Photoacoustic imaging (PAI) is rapidly moving from the laboratory to the clinic, increasing the need to understand confounders which might adversely affect patient care. Over the past five years, landmark studies have shown the clinical utility of PAI, leading to regulatory approval of several devices. In this article, we describe the various causes of artifacts in PAI, providing schematic overviews and practical examples, simulated as well as experimental. This work serves two purposes: (1) educating clinical users to identify artifacts, understand their causes, and assess their impact, and (2) providing a reference of the limitations of current systems for those working to improve them. We explain how two aspects of PAI systems lead to artifacts: their inability to measure complete data sets, and embedded assumptions during reconstruction. We describe the physics underlying PAI, and propose a classification of the artifacts. The paper concludes by discussing possible advanced mitigation strategies.

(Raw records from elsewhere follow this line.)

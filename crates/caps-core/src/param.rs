//! Parameter scalars.
//!
//! Parameters flow in from the CLI, environment variables, config files,
//! and step defaults; the type of a value must survive that trip so the
//! params digest is stable across front-ends. `ParamValue` is a tagged
//! scalar in memory but serializes as the bare JSON scalar, so canonical
//! JSON sees `{"n":3}` rather than `{"n":{"Int":3}}`.

use std::collections::BTreeMap;
use std::fmt;

use serde::de::Error as _;
use serde::{Deserialize, Deserializer, Serialize, Serializer};
use serde_json::Value;

use crate::error::{Error, Result};

/// Effective parameter mapping, keyed by parameter name.
pub type ParamMap = BTreeMap<String, ParamValue>;

#[derive(Debug, Clone, PartialEq)]
pub enum ParamValue {
    Null,
    Bool(bool),
    Int(i64),
    Float(f64),
    Str(String),
}

impl ParamValue {
    /// Interpret a CLI or environment literal.
    ///
    /// `null`, `true`, `false`, integer, and float literals become typed
    /// values; anything else is a string. `--param n=3` therefore hashes
    /// identically to a config file's `n = 3`.
    pub fn parse_cli(s: &str) -> Self {
        match s {
            "null" => return ParamValue::Null,
            "true" => return ParamValue::Bool(true),
            "false" => return ParamValue::Bool(false),
            _ => {}
        }
        if let Ok(i) = s.parse::<i64>() {
            return ParamValue::Int(i);
        }
        if let Ok(f) = s.parse::<f64>() {
            if f.is_finite() {
                return ParamValue::Float(f);
            }
        }
        ParamValue::Str(s.to_string())
    }

    /// Convert from a JSON scalar. Arrays and objects are rejected.
    pub fn from_json(v: &Value) -> Result<Self> {
        match v {
            Value::Null => Ok(ParamValue::Null),
            Value::Bool(b) => Ok(ParamValue::Bool(*b)),
            Value::Number(n) => {
                if let Some(i) = n.as_i64() {
                    Ok(ParamValue::Int(i))
                } else if let Some(f) = n.as_f64() {
                    Ok(ParamValue::Float(f))
                } else {
                    Err(Error::Config(format!("unrepresentable number {n}")))
                }
            }
            Value::String(s) => Ok(ParamValue::Str(s.clone())),
            other => Err(Error::Config(format!(
                "parameter values must be scalars, got {other}"
            ))),
        }
    }

    pub fn to_json(&self) -> Value {
        match self {
            ParamValue::Null => Value::Null,
            ParamValue::Bool(b) => Value::Bool(*b),
            ParamValue::Int(i) => Value::from(*i),
            ParamValue::Float(f) => {
                // Finite by construction; from_f64 only fails on NaN/Inf.
                serde_json::Number::from_f64(*f).map(Value::Number).unwrap_or(Value::Null)
            }
            ParamValue::Str(s) => Value::String(s.clone()),
        }
    }

    /// String accessor, for steps that expect text parameters.
    pub fn as_str(&self) -> Option<&str> {
        match self {
            ParamValue::Str(s) => Some(s),
            _ => None,
        }
    }
}

impl fmt::Display for ParamValue {
    fn fmt(&self, f: &mut fmt::Formatter<'_>) -> fmt::Result {
        match self {
            ParamValue::Null => write!(f, "null"),
            ParamValue::Bool(b) => write!(f, "{b}"),
            ParamValue::Int(i) => write!(f, "{i}"),
            ParamValue::Float(x) => write!(f, "{}", self::float_token(*x)),
            ParamValue::Str(s) => write!(f, "{s}"),
        }
    }
}

fn float_token(f: f64) -> String {
    // Same shortest round-trip form that lands in canonical JSON.
    serde_json::Number::from_f64(f)
        .map(|n| n.to_string())
        .unwrap_or_else(|| "null".to_string())
}

impl Serialize for ParamValue {
    fn serialize<S: Serializer>(&self, serializer: S) -> std::result::Result<S::Ok, S::Error> {
        match self {
            ParamValue::Null => serializer.serialize_unit(),
            ParamValue::Bool(b) => serializer.serialize_bool(*b),
            ParamValue::Int(i) => serializer.serialize_i64(*i),
            ParamValue::Float(f) => serializer.serialize_f64(*f),
            ParamValue::Str(s) => serializer.serialize_str(s),
        }
    }
}

impl<'de> Deserialize<'de> for ParamValue {
    fn deserialize<D: Deserializer<'de>>(deserializer: D) -> std::result::Result<Self, D::Error> {
        let v = Value::deserialize(deserializer)?;
        ParamValue::from_json(&v).map_err(D::Error::custom)
    }
}

impl From<&str> for ParamValue {
    fn from(s: &str) -> Self {
        ParamValue::Str(s.to_string())
    }
}

impl From<i64> for ParamValue {
    fn from(i: i64) -> Self {
        ParamValue::Int(i)
    }
}

impl From<bool> for ParamValue {
    fn from(b: bool) -> Self {
        ParamValue::Bool(b)
    }
}

#[cfg(test)]
mod tests {
    use super::*;
    use crate::canon;

    #[test]
    fn cli_literals_are_typed() {
        assert_eq!(ParamValue::parse_cli("null"), ParamValue::Null);
        assert_eq!(ParamValue::parse_cli("true"), ParamValue::Bool(true));
        assert_eq!(ParamValue::parse_cli("42"), ParamValue::Int(42));
        assert_eq!(ParamValue::parse_cli("-7"), ParamValue::Int(-7));
        assert_eq!(ParamValue::parse_cli("2.5"), ParamValue::Float(2.5));
        assert_eq!(ParamValue::parse_cli("!"), ParamValue::Str("!".into()));
        assert_eq!(ParamValue::parse_cli("nan"), ParamValue::Str("nan".into()));
    }

    #[test]
    fn serializes_as_bare_scalars() {
        let mut m = ParamMap::new();
        m.insert("b".into(), ParamValue::Bool(true));
        m.insert("n".into(), ParamValue::Int(3));
        m.insert("s".into(), ParamValue::Str("x".into()));
        m.insert("z".into(), ParamValue::Null);
        let bytes = canon::to_bytes_of(&m).unwrap();
        assert_eq!(bytes, br#"{"b":true,"n":3,"s":"x","z":null}"#);
    }

    #[test]
    fn front_ends_agree_on_digests() {
        // Config-file 3 and CLI "3" must canonicalize identically.
        let from_config = ParamValue::from_json(&serde_json::json!(3)).unwrap();
        let from_cli = ParamValue::parse_cli("3");
        assert_eq!(
            canon::to_bytes_of(&from_config).unwrap(),
            canon::to_bytes_of(&from_cli).unwrap()
        );
    }

    #[test]
    fn rejects_compound_values() {
        assert!(ParamValue::from_json(&serde_json::json!([1, 2])).is_err());
        assert!(ParamValue::from_json(&serde_json::json!({"a": 1})).is_err());
    }
}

光声成像(PAI)正迅速从实验室走向临床,这增加了人们对了解可能对患者护理产生不利影响的混杂因素的需求。在过去五年中,具有里程碑意义的研究已经证明了PAI的临床实用性,促使多款设备获得监管批准。在本文中,我们描述了PAI中伪像的各种成因,并提供了示意图概述以及实际示例,包括模拟和实验示例。这项工作有两个目的:(1)教育临床用户识别伪像、理解其成因并评估其影响;(2)为致力于改进当前系统的人员提供有关当前系统局限性的参考。我们解释了PAI系统的两个方面如何导致伪像:它们无法测量完整数据集以及重建过程中固有的假设。我们描述了PAI背后的物理原理,并提出了伪像的分类。本文最后讨论了可能的先进缓解策略。